● **To do**
Repeat exactly, and only, the lines from the one containing "never runtime branches." through the end of the records.

[Collected data]
┌──

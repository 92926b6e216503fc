//! Priority-inheritance (PI) bookkeeping for a real-time kernel's counting
//! semaphore.
//!
//! This crate implements *only* the bookkeeping that prevents unbounded
//! priority inversion: the wait/post arithmetic of the semaphore itself, the
//! scheduler's run queues, and the rest of the task control block are
//! external collaborators, reached exclusively through the [`sched::Scheduler`]
//! trait. See `DESIGN.md` for how each piece here is grounded in the
//! surrounding kernel's own mutex/semaphore modules.
//!
//! The two storage strategies for holder records — a process-wide freelist
//! ([`holder::HolderPool`]) or two slots embedded in each semaphore
//! ([`holder::EmbeddedHolders`]) — and the two inheritance strategies — a
//! single unconditional boost/restore (`N_NEST == 0`) or a per-task
//! [`ledger::BoostLedger`] of `N_NEST` outstanding boosts — are all compile-time,
//! type-level choices (const generics), never runtime branches.
#![cfg_attr(not(test), no_std)]

pub mod debug;
pub mod engine;
pub mod flags;
pub mod holder;
pub mod ledger;
pub mod sched;
pub mod semaphore;

pub use flags::SemFlags;
pub use holder::{EmbeddedHolders, FreelistHead, HolderPool, HolderSlot};
pub use ledger::{BoostEntry, BoostLedger};
pub use sched::{Scheduler, SchedulerCore, SemId};
pub use semaphore::PiSemaphore;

└──

● **Answer to this task**
//! type-level choices (const generics), never runtime branches.
#![cfg_attr(not(test), no_std)]

pub mod debug;
pub mod engine;
pub mod flags;
pub mod holder;
pub mod ledger;
pub mod sched;
pub mod semaphore;

pub use flags::SemFlags;
pub use holder::{EmbeddedHolders, FreelistHead, HolderPool, HolderSlot};
pub use ledger::{BoostEntry, BoostLedger};
pub use sched::{Scheduler, SchedulerCore, SemId};
pub use semaphore::PiSemaphore;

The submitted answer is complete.